What the task asks:
Below are the records; give the number of lines in them that include the word "close", and nothing more.

(Extracted data entries)
——

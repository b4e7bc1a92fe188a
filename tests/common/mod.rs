#![allow(dead_code)]

use chrono::NaiveDate;
use std::collections::HashMap;
use stocklens::domain::bar::Bar;
use stocklens::domain::error::StocklensError;
use stocklens::domain::series::{normalize_symbol, InstrumentSeries};
use stocklens::ports::bar_repository::BarRepository;

pub struct MockBarRepository {
    pub data: HashMap<String, InstrumentSeries>,
    pub errors: HashMap<String, String>,
}

impl MockBarRepository {
    pub fn new() -> Self {
        Self {
            data: HashMap::new(),
            errors: HashMap::new(),
        }
    }

    pub fn with_series(mut self, symbol: &str, bars: Vec<Bar>) -> Self {
        let series = InstrumentSeries::new(symbol, bars);
        self.data.insert(series.symbol().to_string(), series);
        self
    }

    pub fn with_error(mut self, symbol: &str, reason: &str) -> Self {
        self.errors
            .insert(normalize_symbol(symbol), reason.to_string());
        self
    }
}

impl BarRepository for MockBarRepository {
    fn list_symbols(&self) -> Result<Vec<String>, StocklensError> {
        let mut symbols: Vec<String> = self.data.keys().cloned().collect();
        symbols.sort();
        Ok(symbols)
    }

    fn get_series(&self, symbol: &str) -> Result<InstrumentSeries, StocklensError> {
        let symbol = normalize_symbol(symbol);
        if let Some(reason) = self.errors.get(&symbol) {
            return Err(StocklensError::Database {
                reason: reason.clone(),
            });
        }
        self.data
            .get(&symbol)
            .cloned()
            .ok_or(StocklensError::UnknownSymbol { symbol })
    }

    fn replace_series(&self, _series: &InstrumentSeries) -> Result<(), StocklensError> {
        unimplemented!("mock repository is read-only")
    }

    fn remove_series(&self, _symbol: &str) -> Result<(), StocklensError> {
        unimplemented!("mock repository is read-only")
    }

    fn data_range(
        &self,
        symbol: &str,
    ) -> Result<Option<(NaiveDate, NaiveDate, usize)>, StocklensError> {
        match self.data.get(&normalize_symbol(symbol)) {
            Some(series) if !series.is_empty() => {
                let first = series.bars()[0].date;
                let last = series.latest_date().unwrap();
                Ok(Some((first, last, series.len())))
            }
            _ => Ok(None),
        }
    }
}

pub fn date(y: i32, m: u32, d: u32) -> NaiveDate {
    NaiveDate::from_ymd_opt(y, m, d).unwrap()
}

pub fn make_bar(date_str: &str, close: f64) -> Bar {
    Bar {
        date: NaiveDate::parse_from_str(date_str, "%Y-%m-%d").unwrap(),
        open: close - 1.0,
        high: close + 1.0,
        low: close - 2.0,
        close,
        volume: 1000.0,
    }
}

pub fn generate_bars(start_date: &str, count: usize, start_price: f64) -> Vec<Bar> {
    let start = NaiveDate::parse_from_str(start_date, "%Y-%m-%d").unwrap();
    (0..count)
        .map(|i| Bar {
            date: start + chrono::Duration::days(i as i64),
            open: start_price + i as f64,
            high: start_price + i as f64 + 1.0,
            low: start_price + i as f64 - 1.0,
            close: start_price + i as f64,
            volume: 1000.0,
        })
        .collect()
}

——

Exercise output:
6